Since Brazil was last reviewed during the U.N.’s Universal Periodic Review in 2012, police killings have more than doubled, with 419 people murdered in 2012, and a staggering 920 in 2016. In the first two months of 2017, the country has already seen 182 fatal instances of police brutality. 

“Since the last review at the United Nations, Brazil has not taken enough steps to tackle the shocking levels of human rights violations across the country, including soaring police homicide rates that leave hundreds of people dead every year,” said Jurema Werneck, executive director at Amnesty International Brazil, in a statement released by the organization. 

“Very little has been done to reduce the number of homicides, to control the use of force by the police, or to guarantee Indigenous rights as claimed in Brazil’s Constitution. UN Member States must make clear to Brazil that this has to change,” she added. 

Brazil is the country with the highest number of homicides in the world, with nearly 60,000 people killed in the country in 2015.  The majority of victims are young Black men. 

That same year, police in Rio de Janeiro were responsible for one in every five killings, while in São Paulo, the rate was one in four.  Many of the police killings may amount to extrajudicial killings, which is a crime under international law. 
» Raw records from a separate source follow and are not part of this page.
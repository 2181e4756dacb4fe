//! Final scores and session audit records.
//!
//! - `ScoreRecorder`: the persistence boundary the session store writes to
//! - `MemoryScoreRecorder`: in-process implementation
//! - `ranking`: ordering, limit cap and statistics shared by backends

pub mod ranking;
mod recorder;
mod records;

pub use recorder::{MemoryScoreRecorder, RecordError, ScoreRecorder};
pub use records::{
    RankingEntry, ScoreRecord, SessionAudit, SessionEnd, SessionStart, Statistics,
};
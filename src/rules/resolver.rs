//! Shot resolution.
//!
//! `ShotResolver::resolve` is the single place the duel's rule table
//! lives. It only computes an [`Outcome`]; applying damage, points and
//! the turn flip to a session is the caller's job.
//!
//! | actor  | target   | shell | damage    | points     | turn passes |
//! |--------|----------|-------|-----------|------------|-------------|
//! | Player | Opponent | Live  | bot       | live_hit   | yes         |
//! | Player | Opponent | Blank | -         | 0          | yes         |
//! | Player | Shooter  | Live  | player    | 0          | yes         |
//! | Player | Shooter  | Blank | -         | self_blank | no          |
//! | Bot    | Opponent | Live  | player    | 0          | yes         |
//! | Bot    | Opponent | Blank | -         | 0          | yes         |
//! | Bot    | Shooter  | Live  | bot       | 0          | no          |
//! | Bot    | Shooter  | Blank | -         | 0          | no          |
//!
//! The bot keeps the turn after any shot at itself, while the player only
//! keeps it after a blank. Both `Bot, Shooter` rows encode that.

use serde::{Deserialize, Serialize};

use crate::core::{Combatant, ScoringRules, Target};
use crate::magazine::Shell;

/// What a single shot does to the session.
#[derive(Clone, Copy, Debug, PartialEq, Eq, Serialize, Deserialize)]
pub struct Outcome {
    /// Combatant losing one life, if any.
    pub damage_to: Option<Combatant>,
    /// Points added to the player's score.
    pub points_gained: u32,
    /// Whether the turn passes to the other side.
    pub turn_changes: bool,
    /// Message to show for this shot.
    pub message: MessageKind,
}

/// Every message the engine can emit.
///
/// Kept as data so callers can localize; `Display` gives the default
/// English text.
#[derive(Clone, Copy, Debug, PartialEq, Eq, Serialize, Deserialize)]
#[serde(tag = "kind", rename_all = "snake_case")]
pub enum MessageKind {
    /// A new game started with a fresh magazine.
    Loaded { live: u32, blank: u32 },
    /// An empty magazine was refilled.
    Reloaded { live: u32, blank: u32 },
    PlayerHitBot,
    PlayerMissedBot,
    PlayerHitSelf,
    PlayerBlankSelf,
    BotHitPlayer,
    BotMissedPlayer,
    BotHitSelf,
    BotBlankSelf,
    /// The bot ran out of lives.
    Victory,
    /// The player ran out of lives.
    Defeat,
}

impl std::fmt::Display for MessageKind {
    fn fmt(&self, f: &mut std::fmt::Formatter<'_>) -> std::fmt::Result {
        match self {
            MessageKind::Loaded { live, blank } => {
                write!(f, "Shotgun loaded: {live} live, {blank} blank")
            }
            MessageKind::Reloaded { live, blank } => {
                write!(f, "New round: {live} live, {blank} blank")
            }
            MessageKind::PlayerHitBot => write!(f, "BANG! Live shell into the bot"),
            MessageKind::PlayerMissedBot => write!(f, "Click. Blank at the bot"),
            MessageKind::PlayerHitSelf => write!(f, "BANG! You shot yourself with a live shell"),
            MessageKind::PlayerBlankSelf => write!(f, "Blank. You keep the shotgun"),
            MessageKind::BotHitPlayer => write!(f, "The bot shot you with a live shell"),
            MessageKind::BotMissedPlayer => write!(f, "The bot shot you. Blank"),
            MessageKind::BotHitSelf => write!(f, "The bot shot itself with a live shell"),
            MessageKind::BotBlankSelf => write!(f, "The bot shot itself. Blank, it goes again"),
            MessageKind::Victory => write!(f, "VICTORY! You defeated the bot"),
            MessageKind::Defeat => write!(f, "GAME OVER. The bot wins"),
        }
    }
}

/// Applies the rule table with a given points configuration.
#[derive(Clone, Copy, Debug, Default, PartialEq, Eq)]
pub struct ShotResolver {
    scoring: ScoringRules,
}

impl ShotResolver {
    pub fn new(scoring: ScoringRules) -> Self {
        Self { scoring }
    }

    /// Resolve one shot fired by `actor` at `target` with `shell`.
    #[must_use]
    pub fn resolve(&self, shell: Shell, target: Target, actor: Combatant) -> Outcome {
        use Combatant::{Bot, Player};
        use MessageKind as M;
        use Shell::{Blank, Live};
        use Target::{Opponent, Shooter};

        let (points, turn_changes, message) = match (actor, target, shell) {
            (Player, Opponent, Live) => (self.scoring.live_hit, true, M::PlayerHitBot),
            (Player, Opponent, Blank) => (0, true, M::PlayerMissedBot),
            (Player, Shooter, Live) => (0, true, M::PlayerHitSelf),
            (Player, Shooter, Blank) => (self.scoring.self_blank, false, M::PlayerBlankSelf),
            (Bot, Opponent, Live) => (0, true, M::BotHitPlayer),
            (Bot, Opponent, Blank) => (0, true, M::BotMissedPlayer),
            (Bot, Shooter, Live) => (0, false, M::BotHitSelf),
            (Bot, Shooter, Blank) => (0, false, M::BotBlankSelf),
        };

        Outcome {
            damage_to: shell.is_live().then(|| actor.aim(target)),
            points_gained: points,
            turn_changes,
            message,
        }
    }
}

#[cfg(test)]
mod tests {
    use super::*;

    fn resolver() -> ShotResolver {
        ShotResolver::new(ScoringRules::default())
    }

    fn row(actor: Combatant, target: Target, shell: Shell) -> (Option<Combatant>, u32, bool) {
        let o = resolver().resolve(shell, target, actor);
        (o.damage_to, o.points_gained, o.turn_changes)
    }

    #[test]
    fn test_player_rows() {
        use Combatant::*;
        assert_eq!(row(Player, Target::Opponent, Shell::Live), (Some(Bot), 10, true));
        assert_eq!(row(Player, Target::Opponent, Shell::Blank), (None, 0, true));
        assert_eq!(row(Player, Target::Shooter, Shell::Live), (Some(Player), 0, true));
        assert_eq!(row(Player, Target::Shooter, Shell::Blank), (None, 5, false));
    }

    #[test]
    fn test_bot_rows() {
        use Combatant::*;
        assert_eq!(row(Bot, Target::Opponent, Shell::Live), (Some(Player), 0, true));
        assert_eq!(row(Bot, Target::Opponent, Shell::Blank), (None, 0, true));
        assert_eq!(row(Bot, Target::Shooter, Shell::Live), (Some(Bot), 0, false));
        assert_eq!(row(Bot, Target::Shooter, Shell::Blank), (None, 0, false));
    }

    #[test]
    fn test_bot_live_self_shot_keeps_turn() {
        let outcome = resolver().resolve(Shell::Live, Target::Shooter, Combatant::Bot);
        assert_eq!(outcome.damage_to, Some(Combatant::Bot));
        assert!(!outcome.turn_changes);
        assert_eq!(outcome.message, MessageKind::BotHitSelf);
    }

    #[test]
    fn test_custom_scoring() {
        let resolver = ShotResolver::new(ScoringRules { live_hit: 25, self_blank: 1 });
        assert_eq!(
            resolver.resolve(Shell::Live, Target::Opponent, Combatant::Player).points_gained,
            25
        );
        assert_eq!(
            resolver.resolve(Shell::Blank, Target::Shooter, Combatant::Player).points_gained,
            1
        );
    }

    #[test]
    fn test_messages() {
        assert_eq!(
            MessageKind::Loaded { live: 2, blank: 3 }.to_string(),
            "Shotgun loaded: 2 live, 3 blank"
        );
        assert_eq!(MessageKind::Victory.to_string(), "VICTORY! You defeated the bot");
    }
}
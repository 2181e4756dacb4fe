//! Concurrency-safe registry of live sessions and the operations on them.
//!
//! ## Locking
//!
//! - The token index (`SessionRegistry`) is locked only long enough to
//!   clone a handle, insert, or remove.
//! - Each session sits behind its own `Mutex`. A shot holds that mutex
//!   from the shell draw through the turn flip, so no caller ever sees a
//!   half-applied shot, and shots on different sessions never contend.
//! - Finalize writes run under the session mutex only. A request that
//!   was waiting on the mutex when the session got evicted finds it
//!   `Closed` and gets `UnknownSession`.
//!
//! ## State machine
//!
//! ```text
//!   create ──> PlayerTurn <──────> BotTurn
//!                  │                  │
//!                  └──── lives 0 ─────┴──> Finishing ──finalize ok──> (removed)
//!                                            │  ^
//!                                            └──┘ finalize failed: InternalError, retry
//! ```

use std::sync::{Arc, Mutex, RwLock};

use rustc_hash::FxHashMap;
use time::OffsetDateTime;

use crate::core::{Combatant, ConfigError, GameConfig, RandomSource, Target};
use crate::magazine::MagazineLoader;
use crate::rules::{BotPolicy, ShotResolver};
use crate::scores::{RecordError, ScoreRecord, ScoreRecorder, SessionEnd, SessionStart};

use super::error::SessionError;
use super::state::{GameSession, SessionStatus, SessionToken, ShotRecord};
use super::view::{SessionSnapshot, ShotOutcome, Started};

/// Shared handle to one session.
pub type SessionHandle = Arc<Mutex<GameSession>>;

/// Token index. Implementations only guard the map itself; session
/// fields are protected by each handle's mutex.
pub trait SessionRegistry: Send + Sync {
    /// Register a session. Returns `false` if the token is taken.
    fn insert(&self, token: SessionToken, session: SessionHandle) -> bool;

    fn get(&self, token: &SessionToken) -> Option<SessionHandle>;

    fn remove(&self, token: &SessionToken) -> Option<SessionHandle>;

    fn len(&self) -> usize;

    fn is_empty(&self) -> bool {
        self.len() == 0
    }
}

/// In-process registry: an `FxHashMap` behind a `RwLock`.
#[derive(Debug, Default)]
pub struct SharedSessionMap {
    index: RwLock<FxHashMap<SessionToken, SessionHandle>>,
}

impl SharedSessionMap {
    pub fn new() -> Self {
        Self::default()
    }
}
According to Robert Muggah, research director of the Igarape Institute, a security and justice think tank in Rio, the country’s economic and political crisis and “a deep crisis of leadership” are among the factors that has exacerbated the violent conditions.  Last year, unelected President Michel Temer was installed in an impeachment process widely condemned as a parliamentary coup against former President Dilma Rousseff. 

“You have a deeply distressed and exasperated population who see the police as an enemy, not as a servant to the public good.  This creates a very antagonistic relationship.  It’s worsened by the routine egregious use of force caught on film,” he told The Guardian.  Protests against the Temer government and highly unpopular policies such as pension reform and a 20-year public spending freeze have at times faced police repression. 

The Amnesty International report also raised concern about violence against Indigenous peoples in conflicts over issues of land.  Most recently, Brazilian military police attacked thousands of Indigenous tribe members in front of the country's Congress in Brasilia while protesting for greater rights. 

Several demonstrators attempted to occupy the pond in front of the congressional office and were met by police who used rubber bullets, pepper spray and flash bombs to disperse the crowd.  In response, Indigenous protesters shot arrows at the police and in the direction of Congress. 

A report in January also found that police killings in Brazil added up to almost 10 people per day.